La mirada ha de volverse hacia la sociedad. Nuestras peleas no aportan nada. Quizás unos serán más o menos de derechas, se sentirán más o menos liberales o conservadores, vivirán con mayor o menor intensidad el apego a su territorio, pero no ayuda nada andar continuamente haciendo profesión de nuestra fe. No hemos venido a la política a prestar testimonio. Estamos aquí para ser útiles a todos los ciudadanos, sin diferencias ni distinciones. Una visión pragmática, sin sentir complejos de ser prácticos, intentando siempre comprender que la realidad es compleja y que nadie puede arrogarse el monopolio de la razón.
La sociedad nos ha dado su confianza cuando le hemos ofrecido un liderazgo tranquilo, sin estridencias, pegado a los problemas de la gente. Estoy convencido de que Alberto Núñez Feijóo reúne todas las condiciones que requiere este tiempo nuevo. Se diría que su carrera, su vocación política, han estado siempre orientadas a este momento, que toda su vida no ha sido sino la preparación para esta responsabilidad. Será presidente del gobierno de España. Acertó en el pasado y acertará en el futuro.
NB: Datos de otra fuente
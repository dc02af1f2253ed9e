use rusqlite::Connection;

use crate::error::{Error, Result};
use crate::storage::repository::{self, ProjectRef};
use crate::storage::Database;

/// The project restriction applied to a report.
///
/// Invariant: a filter is either fully resolved (canonical id and name from
/// `dim_projects`, never the caller-supplied spelling) or absent entirely.
#[derive(Debug, Clone, PartialEq, Eq)]
pub enum ProjectFilter {
    Unfiltered,
    Resolved {
        project_id: i64,
        project_name: String,
    },
}

impl ProjectFilter {
    pub fn project_id(&self) -> Option<i64> {
        match self {
            ProjectFilter::Unfiltered => None,
            ProjectFilter::Resolved { project_id, .. } => Some(*project_id),
        }
    }

    pub fn project_name(&self) -> Option<&str> {
        match self {
            ProjectFilter::Unfiltered => None,
            ProjectFilter::Resolved { project_name, .. } => Some(project_name),
        }
    }
}

enum Resolution {
    Found(ProjectRef),
    UnknownId(i64, Vec<ProjectRef>),
    UnknownName(String, Vec<ProjectRef>),
}

/// Resolve an optional project id / name pair to a [`ProjectFilter`].
///
/// When both are supplied the id wins and the name is ignored. When neither
/// is supplied this returns [`ProjectFilter::Unfiltered`] without touching
/// the store. A lookup miss is a [`Error::NotFound`] naming the requested
/// identifier and listing the known projects when there are any.
pub async fn resolve_filter(
    db: &Database,
    project_id: Option<i64>,
    project_name: Option<String>,
) -> Result<ProjectFilter> {
    if project_id.is_none() && project_name.is_none() {
        return Ok(ProjectFilter::Unfiltered);
    }

    let resolution = db
        .reader()
        .call(move |conn| lookup(conn, project_id, project_name.as_deref()))
        .await?;

    match resolution {
        Resolution::Found(project) => {
            log::debug!(
                "Resolved project filter to {} ({})",
                project.project_id,
                project.name
            );
            Ok(ProjectFilter::Resolved {
                project_id: project.project_id,
                project_name: project.name,
            })
        }
        Resolution::UnknownId(id, known) => {
            Err(Error::NotFound(with_id_hint(id, &known)))
        }
        Resolution::UnknownName(name, known) => {
            Err(Error::NotFound(with_name_hint(&name, &known)))
        }
    }
}

// Id takes priority over name; the name is only consulted when no id was given.
fn lookup(
    conn: &Connection,
    project_id: Option<i64>,
    project_name: Option<&str>,
) -> std::result::Result<Resolution, rusqlite::Error> {
    if let Some(id) = project_id {
        return match repository::find_project_by_id(conn, id)? {
            Some(project) => Ok(Resolution::Found(project)),
            None => Ok(Resolution::UnknownId(id, repository::list_project_refs(conn)?)),
        };
    }
    // lookup() is only called with at least one of id/name present
    let name = project_name.unwrap_or_default();
    match repository::find_project_by_name(conn, name)? {
        Some(project) => Ok(Resolution::Found(project)),
        None => Ok(Resolution::UnknownName(
            name.to_string(),
            repository::list_project_refs(conn)?,
        )),
    }
}

fn with_id_hint(id: i64, known: &[ProjectRef]) -> String {
    if known.is_empty() {
        return format!("project with id {id} not found");
    }
    let ids: Vec<String> = known
        .iter()
        .map(|p| format!("{} ({})", p.project_id, p.name))
        .collect();
    format!(
        "project with id {id} not found. Available projects: {}",
        ids.join(", ")
    )
}

fn with_name_hint(name: &str, known: &[ProjectRef]) -> String {
    if known.is_empty() {
        return format!("project '{name}' not found");
    }
    let names: Vec<&str> = known.iter().map(|p| p.name.as_str()).collect();
    format!(
        "project '{name}' not found. Available projects: {}",
        names.join(", ")
    )
}

#[cfg(test)]
mod tests {
    use super::*;
    use crate::storage::repository::upsert_project;

    async fn seeded_db() -> Database {
        let db = Database::open_memory().await.unwrap();
        db.writer()
            .call(|conn| {
                upsert_project(conn, 1, "HotRetailSys", None, true)?;
                upsert_project(conn, 2, "PaymentsGateway", None, true)?;
                Ok::<(), rusqlite::Error>(())
            })
            .await
            .unwrap();
        db
    }

    #[tokio::test]
    async fn test_unfiltered_passthrough() {
        // No projects exist at all; resolution must not even look
        let db = Database::open_memory().await.unwrap();
        let filter = resolve_filter(&db, None, None).await.unwrap();
        assert_eq!(filter, ProjectFilter::Unfiltered);
    }

    #[tokio::test]
    async fn test_resolve_by_id() {
        let db = seeded_db().await;
        let filter = resolve_filter(&db, Some(2), None).await.unwrap();
        assert_eq!(
            filter,
            ProjectFilter::Resolved {
                project_id: 2,
                project_name: "PaymentsGateway".to_string()
            }
        );
    }

    #[tokio::test]
    async fn test_resolve_by_name_case_insensitive() {
        let db = seeded_db().await;
        let filter = resolve_filter(&db, None, Some("hotretailsys".to_string()))
            .await
            .unwrap();
        // Canonical spelling comes from the store, not the caller
        assert_eq!(filter.project_name(), Some("HotRetailSys"));
        assert_eq!(filter.project_id(), Some(1));
    }

    #[tokio::test]
    async fn test_id_takes_priority_over_name() {
        let db = seeded_db().await;
        let filter = resolve_filter(&db, Some(2), Some("HotRetailSys".to_string()))
            .await
            .unwrap();
        assert_eq!(filter.project_id(), Some(2));
        assert_eq!(filter.project_name(), Some("PaymentsGateway"));
    }

    #[tokio::test]
    async fn test_unknown_id_not_found_with_hint() {
        let db = seeded_db().await;
        let err = resolve_filter(&db, Some(9999), None).await.unwrap_err();
        match err {
            Error::NotFound(msg) => {
                assert!(msg.contains("9999"));
                assert!(msg.contains("1 (HotRetailSys)"));
                assert!(msg.contains("2 (PaymentsGateway)"));
            }
            other => panic!("expected NotFound, got {other:?}"),
        }
    }

    #[tokio::test]
    async fn test_unknown_name_not_found_with_hint() {
        let db = seeded_db().await;
        let err = resolve_filter(&db, None, Some("NoSuchProject".to_string()))
            .await
            .unwrap_err();
        match err {
            Error::NotFound(msg) => {
                assert!(msg.contains("NoSuchProject"));
                assert!(msg.contains("HotRetailSys"));
            }
            other => panic!("expected NotFound, got {other:?}"),
        }
    }

    #[tokio::test]
    async fn test_not_found_without_hint_when_store_empty() {
        let db = Database::open_memory().await.unwrap();
        let err = resolve_filter(&db, Some(1), None).await.unwrap_err();
        match err {
            Error::NotFound(msg) => assert!(!msg.contains("Available")),
            other => panic!("expected NotFound, got {other:?}"),
        }
    }
}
Pienso en Pablo Casado, de quien puede que injustamente resaltamos solo los errores, y creo que podremos recordarle por este último acto de generosidad. Sé bien lo que es. Pero la vida es generosa con quienes se conducen con generosidad. La crisis es dolorosa, pero conduce a la curación del paciente. Ha sido tal vez una de nuestras horas más amargas, pero lo importante es que podamos decir que de nuestras flaquezas sacamos la fuerza para darle a España la alternativa que necesita.